** Opening WORKING DATA block **

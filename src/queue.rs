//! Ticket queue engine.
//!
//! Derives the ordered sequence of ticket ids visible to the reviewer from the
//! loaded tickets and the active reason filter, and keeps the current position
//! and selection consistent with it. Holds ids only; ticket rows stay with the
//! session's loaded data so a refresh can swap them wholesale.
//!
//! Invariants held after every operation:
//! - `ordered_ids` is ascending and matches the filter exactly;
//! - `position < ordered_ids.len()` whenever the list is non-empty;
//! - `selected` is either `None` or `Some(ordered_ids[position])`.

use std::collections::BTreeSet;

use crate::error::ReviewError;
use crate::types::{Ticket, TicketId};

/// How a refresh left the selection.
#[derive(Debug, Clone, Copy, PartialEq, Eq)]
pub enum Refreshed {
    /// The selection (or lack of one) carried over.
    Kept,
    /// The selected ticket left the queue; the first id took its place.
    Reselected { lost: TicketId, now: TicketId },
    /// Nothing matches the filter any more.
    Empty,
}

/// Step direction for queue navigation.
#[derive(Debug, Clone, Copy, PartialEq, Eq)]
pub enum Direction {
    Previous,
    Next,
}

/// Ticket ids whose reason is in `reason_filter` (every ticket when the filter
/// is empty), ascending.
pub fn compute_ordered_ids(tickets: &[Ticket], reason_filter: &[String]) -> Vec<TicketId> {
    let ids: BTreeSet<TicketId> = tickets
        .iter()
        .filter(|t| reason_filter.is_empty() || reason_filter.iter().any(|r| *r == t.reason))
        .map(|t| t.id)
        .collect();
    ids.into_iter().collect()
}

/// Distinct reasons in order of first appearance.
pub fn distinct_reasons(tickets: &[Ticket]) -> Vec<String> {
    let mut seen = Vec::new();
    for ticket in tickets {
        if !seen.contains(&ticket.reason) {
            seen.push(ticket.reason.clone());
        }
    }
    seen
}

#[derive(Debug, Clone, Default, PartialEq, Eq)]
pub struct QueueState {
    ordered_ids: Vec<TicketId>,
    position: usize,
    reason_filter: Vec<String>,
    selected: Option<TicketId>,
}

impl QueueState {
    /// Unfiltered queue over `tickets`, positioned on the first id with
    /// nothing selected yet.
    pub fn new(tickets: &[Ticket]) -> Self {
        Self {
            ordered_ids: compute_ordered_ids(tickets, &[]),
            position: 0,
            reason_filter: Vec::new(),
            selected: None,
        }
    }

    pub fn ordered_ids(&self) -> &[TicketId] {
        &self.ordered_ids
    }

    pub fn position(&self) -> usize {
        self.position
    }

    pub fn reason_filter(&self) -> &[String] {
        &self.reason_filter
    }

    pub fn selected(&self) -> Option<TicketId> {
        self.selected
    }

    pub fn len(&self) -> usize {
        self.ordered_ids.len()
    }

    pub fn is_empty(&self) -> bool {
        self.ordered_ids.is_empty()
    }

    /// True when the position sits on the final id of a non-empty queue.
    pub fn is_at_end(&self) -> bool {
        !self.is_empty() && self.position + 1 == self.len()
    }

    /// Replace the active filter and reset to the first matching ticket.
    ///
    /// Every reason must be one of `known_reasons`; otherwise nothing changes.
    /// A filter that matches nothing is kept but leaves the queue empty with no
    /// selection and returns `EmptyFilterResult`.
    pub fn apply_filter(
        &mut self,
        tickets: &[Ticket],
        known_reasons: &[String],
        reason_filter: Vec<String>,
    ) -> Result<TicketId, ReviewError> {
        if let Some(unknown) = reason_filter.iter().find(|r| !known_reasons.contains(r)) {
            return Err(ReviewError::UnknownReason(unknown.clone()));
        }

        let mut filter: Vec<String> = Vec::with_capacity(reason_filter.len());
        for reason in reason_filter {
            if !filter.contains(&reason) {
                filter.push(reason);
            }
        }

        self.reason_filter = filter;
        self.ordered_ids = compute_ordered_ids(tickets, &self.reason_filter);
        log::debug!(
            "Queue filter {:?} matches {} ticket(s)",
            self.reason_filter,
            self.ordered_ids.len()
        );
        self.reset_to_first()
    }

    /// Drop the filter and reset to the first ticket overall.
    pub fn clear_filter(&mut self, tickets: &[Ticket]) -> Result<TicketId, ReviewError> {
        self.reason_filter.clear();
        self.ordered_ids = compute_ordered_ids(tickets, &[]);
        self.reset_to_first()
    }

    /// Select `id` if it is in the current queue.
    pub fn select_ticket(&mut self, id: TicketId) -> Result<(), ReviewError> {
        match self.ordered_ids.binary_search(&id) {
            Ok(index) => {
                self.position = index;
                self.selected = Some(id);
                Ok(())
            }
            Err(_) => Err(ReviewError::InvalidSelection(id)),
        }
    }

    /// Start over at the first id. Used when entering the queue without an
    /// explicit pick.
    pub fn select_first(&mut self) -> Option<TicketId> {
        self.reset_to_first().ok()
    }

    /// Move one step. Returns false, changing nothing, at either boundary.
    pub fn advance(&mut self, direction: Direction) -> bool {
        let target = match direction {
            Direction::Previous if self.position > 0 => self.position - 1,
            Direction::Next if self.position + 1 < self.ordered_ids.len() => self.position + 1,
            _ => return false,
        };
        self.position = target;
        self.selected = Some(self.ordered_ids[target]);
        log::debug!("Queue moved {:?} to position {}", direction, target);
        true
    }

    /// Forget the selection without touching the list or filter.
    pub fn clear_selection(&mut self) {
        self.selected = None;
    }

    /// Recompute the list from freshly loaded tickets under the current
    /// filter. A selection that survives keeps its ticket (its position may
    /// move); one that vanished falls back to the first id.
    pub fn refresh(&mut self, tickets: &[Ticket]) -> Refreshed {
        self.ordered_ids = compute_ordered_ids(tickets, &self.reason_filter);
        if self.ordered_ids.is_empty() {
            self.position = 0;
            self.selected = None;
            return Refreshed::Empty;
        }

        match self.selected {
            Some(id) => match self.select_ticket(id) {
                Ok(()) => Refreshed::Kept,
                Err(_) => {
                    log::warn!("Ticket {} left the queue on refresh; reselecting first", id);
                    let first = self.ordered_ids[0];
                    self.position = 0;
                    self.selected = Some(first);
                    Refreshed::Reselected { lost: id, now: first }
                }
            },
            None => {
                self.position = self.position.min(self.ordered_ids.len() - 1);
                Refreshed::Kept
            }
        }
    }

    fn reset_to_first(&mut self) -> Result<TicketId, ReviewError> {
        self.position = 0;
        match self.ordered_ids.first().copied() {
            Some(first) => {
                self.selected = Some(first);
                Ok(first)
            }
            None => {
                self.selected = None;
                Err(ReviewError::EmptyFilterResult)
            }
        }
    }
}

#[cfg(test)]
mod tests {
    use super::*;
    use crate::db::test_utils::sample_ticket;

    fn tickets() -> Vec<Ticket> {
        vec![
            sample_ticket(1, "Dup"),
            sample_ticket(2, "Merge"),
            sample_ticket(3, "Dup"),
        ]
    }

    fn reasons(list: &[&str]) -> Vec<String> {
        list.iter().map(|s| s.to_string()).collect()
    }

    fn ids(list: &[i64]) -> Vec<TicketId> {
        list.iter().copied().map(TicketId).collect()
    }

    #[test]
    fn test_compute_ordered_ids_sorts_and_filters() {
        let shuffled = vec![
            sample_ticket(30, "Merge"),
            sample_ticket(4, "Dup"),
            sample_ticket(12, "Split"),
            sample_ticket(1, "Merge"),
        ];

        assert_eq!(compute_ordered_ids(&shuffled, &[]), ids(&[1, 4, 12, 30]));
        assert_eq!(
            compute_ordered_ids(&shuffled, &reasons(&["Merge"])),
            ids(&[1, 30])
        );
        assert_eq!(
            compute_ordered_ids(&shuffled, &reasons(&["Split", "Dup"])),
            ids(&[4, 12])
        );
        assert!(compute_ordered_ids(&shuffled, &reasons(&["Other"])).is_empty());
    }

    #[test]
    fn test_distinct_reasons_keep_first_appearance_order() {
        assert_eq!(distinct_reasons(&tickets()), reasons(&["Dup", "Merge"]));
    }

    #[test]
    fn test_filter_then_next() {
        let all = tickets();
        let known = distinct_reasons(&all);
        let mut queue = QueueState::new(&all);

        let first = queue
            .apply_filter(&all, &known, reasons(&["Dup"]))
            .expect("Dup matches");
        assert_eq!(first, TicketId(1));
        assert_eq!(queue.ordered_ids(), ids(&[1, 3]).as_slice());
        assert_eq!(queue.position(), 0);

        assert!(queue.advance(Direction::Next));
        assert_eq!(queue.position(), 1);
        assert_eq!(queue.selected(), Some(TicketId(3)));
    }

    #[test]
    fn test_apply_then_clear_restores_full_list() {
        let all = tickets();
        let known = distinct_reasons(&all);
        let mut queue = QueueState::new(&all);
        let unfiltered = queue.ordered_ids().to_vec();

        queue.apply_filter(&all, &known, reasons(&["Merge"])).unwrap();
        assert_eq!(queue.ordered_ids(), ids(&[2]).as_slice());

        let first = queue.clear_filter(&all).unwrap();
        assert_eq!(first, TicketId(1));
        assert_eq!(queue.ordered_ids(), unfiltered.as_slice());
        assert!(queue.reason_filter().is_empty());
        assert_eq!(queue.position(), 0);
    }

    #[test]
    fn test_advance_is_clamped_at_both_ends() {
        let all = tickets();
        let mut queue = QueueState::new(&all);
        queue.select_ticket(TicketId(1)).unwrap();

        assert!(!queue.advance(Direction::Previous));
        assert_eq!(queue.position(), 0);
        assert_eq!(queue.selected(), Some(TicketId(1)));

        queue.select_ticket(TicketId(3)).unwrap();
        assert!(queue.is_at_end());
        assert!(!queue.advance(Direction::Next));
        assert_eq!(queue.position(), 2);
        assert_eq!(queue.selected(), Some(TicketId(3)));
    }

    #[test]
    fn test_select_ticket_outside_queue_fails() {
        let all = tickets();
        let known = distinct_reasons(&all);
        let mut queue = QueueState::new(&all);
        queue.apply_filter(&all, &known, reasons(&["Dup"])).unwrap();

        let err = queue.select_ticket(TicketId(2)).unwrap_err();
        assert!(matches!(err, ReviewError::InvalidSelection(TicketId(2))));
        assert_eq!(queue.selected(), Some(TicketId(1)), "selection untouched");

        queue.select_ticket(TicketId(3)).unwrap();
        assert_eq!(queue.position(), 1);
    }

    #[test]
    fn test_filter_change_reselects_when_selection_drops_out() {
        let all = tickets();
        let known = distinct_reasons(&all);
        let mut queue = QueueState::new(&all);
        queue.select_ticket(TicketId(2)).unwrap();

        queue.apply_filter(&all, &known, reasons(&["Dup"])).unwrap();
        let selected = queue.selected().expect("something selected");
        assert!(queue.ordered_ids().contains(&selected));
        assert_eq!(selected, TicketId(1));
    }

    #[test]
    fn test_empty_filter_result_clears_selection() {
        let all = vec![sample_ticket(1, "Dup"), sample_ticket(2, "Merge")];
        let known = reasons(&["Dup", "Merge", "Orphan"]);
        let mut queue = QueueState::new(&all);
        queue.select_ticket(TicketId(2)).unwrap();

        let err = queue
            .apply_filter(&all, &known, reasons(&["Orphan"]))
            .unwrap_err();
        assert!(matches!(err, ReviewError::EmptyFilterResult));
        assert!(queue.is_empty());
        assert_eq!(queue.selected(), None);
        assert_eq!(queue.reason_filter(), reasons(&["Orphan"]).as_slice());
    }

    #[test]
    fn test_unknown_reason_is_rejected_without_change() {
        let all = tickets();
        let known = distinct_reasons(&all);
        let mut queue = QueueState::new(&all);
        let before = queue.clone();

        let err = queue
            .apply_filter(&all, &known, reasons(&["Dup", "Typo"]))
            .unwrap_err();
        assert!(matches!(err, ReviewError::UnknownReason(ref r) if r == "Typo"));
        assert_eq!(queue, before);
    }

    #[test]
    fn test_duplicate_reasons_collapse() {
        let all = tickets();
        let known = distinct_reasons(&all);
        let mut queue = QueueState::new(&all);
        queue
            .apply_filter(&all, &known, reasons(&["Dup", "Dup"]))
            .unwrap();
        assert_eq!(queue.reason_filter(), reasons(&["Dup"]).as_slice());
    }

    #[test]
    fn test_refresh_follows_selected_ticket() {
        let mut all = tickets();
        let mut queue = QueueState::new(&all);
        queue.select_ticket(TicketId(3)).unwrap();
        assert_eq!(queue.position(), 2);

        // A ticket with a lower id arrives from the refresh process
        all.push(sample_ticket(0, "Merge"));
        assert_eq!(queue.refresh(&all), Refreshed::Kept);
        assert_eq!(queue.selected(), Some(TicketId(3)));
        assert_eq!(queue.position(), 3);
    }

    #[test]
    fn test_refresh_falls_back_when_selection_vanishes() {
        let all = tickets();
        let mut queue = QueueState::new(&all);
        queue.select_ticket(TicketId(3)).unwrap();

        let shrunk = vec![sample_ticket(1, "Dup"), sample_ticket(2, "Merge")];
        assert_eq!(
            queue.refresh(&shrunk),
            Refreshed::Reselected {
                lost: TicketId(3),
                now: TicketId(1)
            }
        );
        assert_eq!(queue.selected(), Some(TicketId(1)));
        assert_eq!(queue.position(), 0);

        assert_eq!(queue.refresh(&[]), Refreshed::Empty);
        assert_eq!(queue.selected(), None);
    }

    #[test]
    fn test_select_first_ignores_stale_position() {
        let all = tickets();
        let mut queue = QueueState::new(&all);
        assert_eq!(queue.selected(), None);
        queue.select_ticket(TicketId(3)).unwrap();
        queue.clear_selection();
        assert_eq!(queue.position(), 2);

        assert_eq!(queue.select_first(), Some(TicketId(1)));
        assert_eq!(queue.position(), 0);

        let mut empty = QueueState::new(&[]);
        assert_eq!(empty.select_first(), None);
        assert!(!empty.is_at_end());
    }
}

** Closing WORKING DATA block **

▶ WHAT YOU HAVE TO DO
Reproduce exactly the lines from the beginning of the entries above up to and including the line that contains "use crate::error::ReviewError;".

▶ ANSWER TO THE EXERCISE
filename src/queue.rs
//! Ticket queue engine.
//!
//! Derives the ordered sequence of ticket ids visible to the reviewer from the
//! loaded tickets and the active reason filter, and keeps the current position
//! and selection consistent with it. Holds ids only; ticket rows stay with the
//! session's loaded data so a refresh can swap them wholesale.
//!
//! Invariants held after every operation:
//! - `ordered_ids` is ascending and matches the filter exactly;
//! - `position < ordered_ids.len()` whenever the list is non-empty;
//! - `selected` is either `None` or `Some(ordered_ids[position])`.

use std::collections::BTreeSet;

use crate::error::ReviewError;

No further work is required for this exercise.